L'oeuvre de Balthus, Le rêve de Thérèse - 1938 illustre bien notre propos. De nombreuses ouvres picturales sont nettement plus sujettes à caution... pour les uns, mais pas pour les autres. La Petite fille dans un fauteuil bleu 1878 de Mary Cassatt représente-elle une fillette, fatiguée et tout à l'innocence de l'enfance, ou mise en scène dans une pose suggestive ? L'intention de l'auteur va-t-elle primer sur le regard du spectateur?  Quand le pédophile vous dit être ému par la photo d'une publicité de Carrefour ou par Martine, on voit le travail qui reste à faire par l'Europe.

Penser que la fiction comporte en elle une telle charge poussant au délit est un pas qui, en bonne logique, devrait être étendue soit dans ce champs: étendre l'interdiction des images à celle de la littérature (Tony Duvert, Gabriel Matzneff,...) car il faut le rappeler, le mot est bien une représentation. La seconde extension atteindrait d'autres domaines; par exemple les films policiers et massacres à la tronçoneuse...  sous prétexte que les meurtres qui y sont mis en scène pousseraient au crime.

Mais peut-être tout ceci est tellement absurde que la solution le sera également.
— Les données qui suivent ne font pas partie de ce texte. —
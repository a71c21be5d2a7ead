//! Strategies and Actors
//!
//! Strategies receive data and order/position event callbacks and issue
//! commands through a [`StrategyContext`] handle. The context never mutates
//! engine state directly: commands are buffered and drained by the engine
//! within the same tick, so cascading submissions cannot recurse.

use std::cell::{Ref, RefCell, RefMut};
use std::collections::{HashSet, VecDeque};
use std::rc::Rc;

use crate::cache::Cache;
use crate::clock::{Nanos, SimClock, TimeEvent};
use crate::data::{Bar, BarType, QuoteTick, TradeTick};
use crate::enums::OrderSide;
use crate::events::{
    OrderAccepted, OrderCanceled, OrderDenied, OrderExpired, OrderFilled, OrderRejected,
    OrderSubmitted, OrderTriggered, PositionChanged, PositionClosed, PositionOpened,
};
use crate::identifiers::{ActorId, ClientOrderId, InstrumentId, StrategyId, TraderId};
use crate::money::{Price, Quantity};
use crate::orders::{Order, OrderFactory};
use crate::position::Position;

/// A trading command buffered for the engine to execute.
#[derive(Debug, Clone)]
pub enum TradingCommand {
    Submit(Order),
    Cancel(ClientOrderId),
    Modify {
        client_order_id: ClientOrderId,
        quantity: Option<Quantity>,
        price: Option<Price>,
        trigger_price: Option<Price>,
    },
}

/// Handle through which strategies (and actors) interact with the engine.
///
/// Cheap to clone; all clones share the same command queue, cache handle,
/// clock, and subscription sets.
#[derive(Clone)]
pub struct StrategyContext {
    pub trader_id: TraderId,
    pub strategy_id: StrategyId,
    clock: Rc<RefCell<SimClock>>,
    cache: Rc<RefCell<Cache>>,
    commands: Rc<RefCell<VecDeque<TradingCommand>>>,
    factory: Rc<RefCell<OrderFactory>>,
    bar_subs: Rc<RefCell<HashSet<BarType>>>,
    quote_subs: Rc<RefCell<HashSet<InstrumentId>>>,
    trade_subs: Rc<RefCell<HashSet<InstrumentId>>>,
}

impl StrategyContext {
    pub fn new(
        trader_id: TraderId,
        strategy_id: StrategyId,
        clock: Rc<RefCell<SimClock>>,
        cache: Rc<RefCell<Cache>>,
        commands: Rc<RefCell<VecDeque<TradingCommand>>>,
    ) -> Self {
        let factory = OrderFactory::new(trader_id.clone(), strategy_id.clone());
        Self {
            trader_id,
            strategy_id,
            clock,
            cache,
            commands,
            factory: Rc::new(RefCell::new(factory)),
            bar_subs: Rc::new(RefCell::new(HashSet::new())),
            quote_subs: Rc::new(RefCell::new(HashSet::new())),
            trade_subs: Rc::new(RefCell::new(HashSet::new())),
        }
    }

    // === Time ===

    pub fn timestamp_ns(&self) -> Nanos {
        self.clock.borrow().timestamp_ns()
    }

    /// Register a one-shot alarm fired by the engine clock.
    pub fn set_time_alert(&self, name: impl Into<String>, alert_time_ns: Nanos) {
        self.clock.borrow_mut().set_time_alert(name, alert_time_ns);
    }

    /// Register a repeating timer fired by the engine clock.
    pub fn set_timer(&self, name: impl Into<String>, interval_ns: Nanos) {
        self.clock.borrow_mut().set_timer(name, interval_ns, None);
    }

    pub fn cancel_timer(&self, name: &str) {
        self.clock.borrow_mut().cancel_timer(name);
    }

    // === State access ===

    /// Read-only view of the engine cache.
    pub fn cache(&self) -> Ref<'_, Cache> {
        self.cache.borrow()
    }

    /// The strategy's order factory.
    pub fn order_factory(&self) -> RefMut<'_, OrderFactory> {
        self.factory.borrow_mut()
    }

    // === Order management ===

    pub fn submit_order(&self, order: Order) {
        self.commands
            .borrow_mut()
            .push_back(TradingCommand::Submit(order));
    }

    pub fn cancel_order(&self, order: &Order) {
        self.commands
            .borrow_mut()
            .push_back(TradingCommand::Cancel(order.client_order_id.clone()));
    }

    pub fn modify_order(
        &self,
        order: &Order,
        quantity: Option<Quantity>,
        price: Option<Price>,
        trigger_price: Option<Price>,
    ) {
        self.commands.borrow_mut().push_back(TradingCommand::Modify {
            client_order_id: order.client_order_id.clone(),
            quantity,
            price,
            trigger_price,
        });
    }

    /// Cancel every open order for the instrument owned by this strategy.
    pub fn cancel_all_orders(&self, instrument_id: &InstrumentId) {
        let ids: Vec<ClientOrderId> = self
            .cache
            .borrow()
            .orders_open(Some(instrument_id), Some(&self.strategy_id))
            .iter()
            .map(|o| o.client_order_id.clone())
            .collect();
        let mut commands = self.commands.borrow_mut();
        for id in ids {
            commands.push_back(TradingCommand::Cancel(id));
        }
    }

    /// Close a position with a reduce-only market order.
    pub fn close_position(&self, position: &Position) {
        if !position.is_open() {
            return;
        }
        let side = if position.is_long() {
            OrderSide::Sell
        } else {
            OrderSide::Buy
        };
        let order = self
            .factory
            .borrow_mut()
            .market(
                position.instrument_id.clone(),
                side,
                position.quantity(),
                self.timestamp_ns(),
            )
            .with_reduce_only();
        self.submit_order(order);
    }

    /// Close every open position for the instrument owned by this strategy.
    pub fn close_all_positions(&self, instrument_id: &InstrumentId) {
        let positions: Vec<Position> = self
            .cache
            .borrow()
            .positions_open(Some(instrument_id), Some(&self.strategy_id))
            .into_iter()
            .cloned()
            .collect();
        for position in positions {
            self.close_position(&position);
        }
    }

    // === Convenience order helpers ===

    /// Submit a market buy.
    pub fn buy(&self, instrument_id: &InstrumentId, quantity: Quantity) {
        let order = self.factory.borrow_mut().market(
            instrument_id.clone(),
            OrderSide::Buy,
            quantity,
            self.timestamp_ns(),
        );
        self.submit_order(order);
    }

    /// Submit a market sell.
    pub fn sell(&self, instrument_id: &InstrumentId, quantity: Quantity) {
        let order = self.factory.borrow_mut().market(
            instrument_id.clone(),
            OrderSide::Sell,
            quantity,
            self.timestamp_ns(),
        );
        self.submit_order(order);
    }

    pub fn buy_limit(&self, instrument_id: &InstrumentId, quantity: Quantity, price: Price) {
        let order = self.factory.borrow_mut().limit(
            instrument_id.clone(),
            OrderSide::Buy,
            quantity,
            price,
            self.timestamp_ns(),
        );
        self.submit_order(order);
    }

    pub fn sell_limit(&self, instrument_id: &InstrumentId, quantity: Quantity, price: Price) {
        let order = self.factory.borrow_mut().limit(
            instrument_id.clone(),
            OrderSide::Sell,
            quantity,
            price,
            self.timestamp_ns(),
        );
        self.submit_order(order);
    }

    // === Data subscriptions ===

    pub fn subscribe_bars(&self, bar_type: BarType) {
        self.bar_subs.borrow_mut().insert(bar_type);
    }

    pub fn subscribe_quote_ticks(&self, instrument_id: InstrumentId) {
        self.quote_subs.borrow_mut().insert(instrument_id);
    }

    pub fn subscribe_trade_ticks(&self, instrument_id: InstrumentId) {
        self.trade_subs.borrow_mut().insert(instrument_id);
    }

    pub fn is_subscribed_bars(&self, bar_type: &BarType) -> bool {
        self.bar_subs.borrow().contains(bar_type)
    }

    pub fn is_subscribed_quotes(&self, instrument_id: &InstrumentId) -> bool {
        self.quote_subs.borrow().contains(instrument_id)
    }

    pub fn is_subscribed_trades(&self, instrument_id: &InstrumentId) -> bool {
        self.trade_subs.borrow().contains(instrument_id)
    }
}

/// Trading strategy callbacks. All hooks default to no-ops; implement the
/// ones the strategy cares about.
#[allow(unused_variables)]
pub trait Strategy {
    fn strategy_id(&self) -> StrategyId;

    // Lifecycle
    fn on_start(&mut self, ctx: &StrategyContext) {}
    fn on_stop(&mut self, ctx: &StrategyContext) {}
    fn on_reset(&mut self, ctx: &StrategyContext) {}

    // Market data
    fn on_bar(&mut self, ctx: &StrategyContext, bar: &Bar) {}
    fn on_quote_tick(&mut self, ctx: &StrategyContext, tick: &QuoteTick) {}
    fn on_trade_tick(&mut self, ctx: &StrategyContext, tick: &TradeTick) {}
    fn on_time_event(&mut self, ctx: &StrategyContext, event: &TimeEvent) {}

    // Order events
    fn on_order_submitted(&mut self, ctx: &StrategyContext, event: &OrderSubmitted) {}
    fn on_order_accepted(&mut self, ctx: &StrategyContext, event: &OrderAccepted) {}
    fn on_order_rejected(&mut self, ctx: &StrategyContext, event: &OrderRejected) {}
    fn on_order_denied(&mut self, ctx: &StrategyContext, event: &OrderDenied) {}
    fn on_order_canceled(&mut self, ctx: &StrategyContext, event: &OrderCanceled) {}
    fn on_order_expired(&mut self, ctx: &StrategyContext, event: &OrderExpired) {}
    fn on_order_filled(&mut self, ctx: &StrategyContext, event: &OrderFilled) {}
    fn on_order_triggered(&mut self, ctx: &StrategyContext, event: &OrderTriggered) {}

    // Position events
    fn on_position_opened(&mut self, ctx: &StrategyContext, event: &PositionOpened) {}
    fn on_position_changed(&mut self, ctx: &StrategyContext, event: &PositionChanged) {}
    fn on_position_closed(&mut self, ctx: &StrategyContext, event: &PositionClosed) {}
}

/// Non-trading component receiving lifecycle and data callbacks.
#[allow(unused_variables)]
pub trait Actor {
    fn actor_id(&self) -> ActorId;

    fn on_start(&mut self, ctx: &StrategyContext) {}
    fn on_stop(&mut self, ctx: &StrategyContext) {}
    fn on_reset(&mut self, ctx: &StrategyContext) {}

    fn on_bar(&mut self, ctx: &StrategyContext, bar: &Bar) {}
    fn on_quote_tick(&mut self, ctx: &StrategyContext, tick: &QuoteTick) {}
    fn on_trade_tick(&mut self, ctx: &StrategyContext, tick: &TradeTick) {}
    fn on_time_event(&mut self, ctx: &StrategyContext, event: &TimeEvent) {}
}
Dans son article "Une loi qui défend les enfants imaginaires" Jean-noël Lafargue mentionne une proposition de Kevin Cadinot sur Facebook : établir un état-civil imaginaire pour que les personnages imaginaires représentés aient l’âge légal.
Et voilà l'affaire réglée !

Le retour du refoulé ?

Aux Etats-unis quelqu'un a déjà été envoyé en prison, toutes les méthodes sont bonnes : en juin dernier, à Los Angeles, un petit parc d'à peine 90 mètres carrés a été ouvert non pas pour offrir un espace de jeux aux enfants mais bien pour faire partir cette population indésirable.

Sans doute faut-il rappeler que dans de nombreux domaines de la santé publique on a pu montrer que pousser à la clandestinité avait des effets contre-productifs.

Pour revenir à nos législations européennes, il est très étrange d'assister à cette répression du monde imaginaire et de constater au même moment l'émergence d'une hypersexualisation des enfants que ce soit dans la mode, les concours de mini-miss ou autres activités qui les projettent dans un monde adulte.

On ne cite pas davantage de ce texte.